In this talk, I will describe our research agenda in Behavioral Imaging, which targets the capture, modeling, and analysis of social and communicative behaviors between children and their caregivers and peers. We are developing computational methods and statistical models for the analysis of vision, audio, and wearable sensor data. I will present several recent findings, including a method for detecting eye contact between children and adults using wearable cameras, an approach to behavior retrieval in large video collections, and audio-video analysis of paralinguistic events in young children’s speech. I will also describe our plans for clinical applications of this technology. This is joint work with Drs. Agata Rozga and Mark Clements, and Ph.D. students Arridhana Ciptadi, Yin Li, Zhefan Ye, and Hrishikesh Rao.

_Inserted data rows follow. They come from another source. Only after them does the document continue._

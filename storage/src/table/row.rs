use super::Error;
use bytes::Bytes;

/// Widths (in bytes) of the columns of every row stored in a [super::Table].
///
/// The first column is the key.
#[derive(Clone, Debug, PartialEq, Eq)]
pub struct Schema {
    widths: Vec<usize>,
}

impl Schema {
    pub fn new(widths: Vec<usize>) -> Self {
        Self { widths }
    }

    /// Check that the schema can be persisted in a table header.
    pub fn validate(&self) -> Result<(), Error> {
        if self.widths.is_empty() {
            return Err(Error::InvalidSchema("no columns".into()));
        }
        if self.widths.len() > u16::MAX as usize {
            return Err(Error::InvalidSchema(format!(
                "too many columns: {}",
                self.widths.len()
            )));
        }
        for (column, width) in self.widths.iter().enumerate() {
            if *width == 0 || *width > u32::MAX as usize {
                return Err(Error::InvalidSchema(format!(
                    "column {column} has invalid width {width}"
                )));
            }
        }
        Ok(())
    }

    pub fn columns(&self) -> usize {
        self.widths.len()
    }

    pub fn widths(&self) -> &[usize] {
        &self.widths
    }

    pub fn key_width(&self) -> usize {
        self.widths.first().copied().unwrap_or(0)
    }

    /// Sum of all column widths.
    pub fn row_width(&self) -> usize {
        self.widths.iter().sum()
    }
}

/// A row of byte columns. Column 0 is the key.
#[derive(Clone, Debug, PartialEq, Eq)]
pub struct Row {
    columns: Vec<Bytes>,
}

impl Row {
    pub fn new(columns: Vec<Bytes>) -> Self {
        Self { columns }
    }

    /// The key of the row (empty if the row has no columns).
    pub fn key(&self) -> &[u8] {
        self.columns.first().map(|key| key.as_ref()).unwrap_or(&[])
    }

    pub fn column(&self, index: usize) -> Option<&Bytes> {
        self.columns.get(index)
    }

    pub fn columns(&self) -> &[Bytes] {
        &self.columns
    }

    pub fn into_columns(self) -> Vec<Bytes> {
        self.columns
    }

    pub fn len(&self) -> usize {
        self.columns.len()
    }

    pub fn is_empty(&self) -> bool {
        self.columns.is_empty()
    }

    /// Whether every column has exactly the width required by `schema`.
    pub fn matches(&self, schema: &Schema) -> bool {
        self.columns.len() == schema.columns()
            && self
                .columns
                .iter()
                .zip(schema.widths())
                .all(|(column, width)| column.len() == *width)
    }

    pub(super) fn widths(&self) -> Vec<usize> {
        self.columns.iter().map(Bytes::len).collect()
    }

    /// Split a contiguous buffer into columns according to `schema`.
    pub(super) fn split(buf: Bytes, schema: &Schema) -> Self {
        let mut columns = Vec::with_capacity(schema.columns());
        let mut offset = 0;
        for width in schema.widths() {
            columns.push(buf.slice(offset..offset + width));
            offset += width;
        }
        Self { columns }
    }
}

Gregory D. Hager is the Mandell Bellmore Professor of Computer Science at Johns Hopkins University. His research interests include collaborative and vision-based robotics, time-series analysis of image data, and medical applications of image analysis and robotics. He has published over 300 articles and books in these areas. Professor Hager is also Chair of the Computing Community Consortium, a board member of the Computing Research Association, and is currently a member of the governing board of the International Federation of Robotics Research. In 2014, he was awarded a Hans Fischer Fellowship in the Institute of Advanced Study of the Technical University of Munich where he also holds an appointment in Computer Science. He is a fellow of the IEEE for his contributions to Vision-Based Robotics, and has served on the editorial boards of IEEE TRO, IEEE PAMI, and IJCV. Professor Hager received his BA in Mathematics and Computer Science Summa Cum Laude at Luther College (1983), and his MS (1986) and PhD (1988) from the University of Pennsylvania. He was a Fulbright Fellow at the University of Karlsruhe, and was on the faculty of Yale University prior to joining Johns Hopkins. He is founding CEO of Clear Guide Medical.

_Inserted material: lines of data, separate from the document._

//! Fixed-width storage for the occurrences of words seen in exactly `N` documents.
//!
//! An [Assortment] of capacity `N` holds one row per word, each row carrying exactly `N`
//! (document, attributes) pairs. Fixing the number of entries per row makes every row the
//! same size, so a word's occurrences can be located and rewritten without a variable-length
//! store. The price is that a word whose occurrence count changes must be removed from one
//! assortment and stored into another (see [crate::cluster]).
//!
//! # Format
//!
//! Each assortment is kept in its own [crate::table::Table] named by [blob_name]
//! (`indexAssortment007.db` for capacity 7). The columns of a row are described in [schema].
//!
//! # Recovery
//!
//! A storage failure (I/O error or inconsistent data) while storing, removing, or reading a
//! word is never repaired in place. The assortment discards its blob, starts over empty, and
//! reports the failure as [Error::StorageFailure]. The failed operation is not retried; callers
//! are expected to re-derive the lost words from elsewhere.
//!
//! # Example
//!
//! ```rust
//! use prometheus_client::registry::Registry;
//! use wordindex_runtime::storage::memory;
//! use wordindex_storage::assortment::{
//!     Assortment, Attributes, Config, Container, Entry, UrlHash, WordHash,
//! };
//!
//! let mut registry = Registry::default();
//! let mut assortment = Assortment::init(
//!     memory::Storage::default(),
//!     &mut registry,
//!     Config {
//!         capacity: 1,
//!         write_buffer: 4096,
//!     },
//! )
//! .unwrap();
//!
//! // Store a word seen in a single document
//! let word = WordHash::new([1; 12]);
//! let mut container = Container::new(word, 1_700_000_000_000);
//! container.add(Entry::new(UrlHash::new([2; 12]), Attributes::new([0; 18])));
//! assortment.store(&word, &container).unwrap();
//!
//! // Move it out again
//! assert_eq!(assortment.remove(&word).unwrap(), Some(container));
//! assortment.close().unwrap();
//! ```

mod container;
pub mod schema;
mod storage;

pub use container::{Attributes, Container, Entry, UrlHash, WordHash};
use prometheus_client::registry::Registry;
use std::path::PathBuf;
pub use storage::Assortment;
use thiserror::Error;
use wordindex_runtime::storage::fs;

/// Length of a [WordHash].
pub const WORD_HASH_LENGTH: usize = 12;

/// Length of the occurrence counter column.
pub const COUNTER_LENGTH: usize = 4;

/// Length of the update timestamp column.
pub const TIMESTAMP_LENGTH: usize = 8;

/// Length of a [UrlHash].
pub const URL_HASH_LENGTH: usize = 12;

/// Length of an [Attributes] block.
pub const ATTRIBUTES_LENGTH: usize = 18;

/// Largest supported capacity (blob names carry three digits).
pub const MAX_CAPACITY: usize = 999;

const BLOB_PREFIX: &str = "indexAssortment";

/// Name of the blob holding the assortment with `capacity` entries per word.
///
/// The capacity is padded to three digits. Assortments are limited to [MAX_CAPACITY] so that
/// every name has the same width.
pub fn blob_name(capacity: usize) -> String {
    format!("{BLOB_PREFIX}{capacity:03}.db")
}

/// Errors that can occur when interacting with an [Assortment].
#[derive(Debug, Error)]
pub enum Error {
    #[error("invalid capacity: {0}")]
    InvalidCapacity(usize),
    #[error("size mismatch: expected {expected} entries, found {found}")]
    SizeMismatch { expected: usize, found: usize },
    #[error("container for {found} stored as {expected}")]
    WordMismatch { expected: WordHash, found: WordHash },
    #[error("duplicate key: {0}")]
    DuplicateKey(WordHash),
    #[error("malformed row: expected {expected} columns, found {found}")]
    MalformedRow { expected: usize, found: usize },
    #[error("malformed column {column}: expected {expected} bytes, found {found}")]
    MalformedColumn {
        column: usize,
        expected: usize,
        found: usize,
    },
    #[error("storage failure, assortment reset: {0}")]
    StorageFailure(crate::table::Error),
    #[error("assortment unavailable: {0}")]
    Unavailable(crate::table::Error),
    #[error("assortment closed")]
    Closed,
    #[error("close failed: {0}")]
    CloseFailed(crate::table::Error),
    #[error("directory unavailable: {0}")]
    Directory(wordindex_runtime::Error),
}

/// Configuration for [Assortment] storage.
#[derive(Clone)]
pub struct Config {
    /// The number of entries of every stored word.
    pub capacity: usize,

    /// The number of bytes of writes to buffer before they are written to the blob.
    pub write_buffer: usize,
}

/// Open (or create) the assortment with `capacity` entries per word in `directory`.
///
/// The directory is created if it does not exist.
pub fn open_or_create(
    directory: impl Into<PathBuf>,
    capacity: usize,
    write_buffer: usize,
    registry: &mut Registry,
) -> Result<Assortment<fs::Storage>, Error> {
    let storage = fs::Storage::new(fs::Config::new(directory)).map_err(Error::Directory)?;
    Assortment::init(
        storage,
        registry,
        Config {
            capacity,
            write_buffer,
        },
    )
}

We are entering an era where people will interact with smart machines to enhance the physical aspects of their lives, just as smart mobile devices have revolutionized how we access and use information. Robots already provide surgeons with physical enhancements that improve their ability to cure disease, we are seeing the first generation of robots that collaborate with humans to enhance productivity in manufacturing, and a new generation of startups are looking at ways to enhance our day to day existence through a variety of augmentations that have been enabled by recent enormous advances in perception.
In this talk, I will frame some of the broad science, technology, and commercial trends that are converging to fuel progress on perception-based human-machine collaborative systems for a variety of applications. I will describe how surgical robots can be used to observe surgeons “at work” and to define a “language of manipulation” from data, mirroring the statistical revolution in speech processing. With these models, it is possible to recognize, assess, and intelligently augment surgeons’ capabilities. Beyond surgery, new advances in perception, coupled with steadily declining costs and increasing capabilities of manipulation systems, have opened up new science and commercialization opportunities around manufacturing assistants that can be instructed “in-situ.” Finally, I will describe more recent work on how these ideas can be used to define aids to the disabled.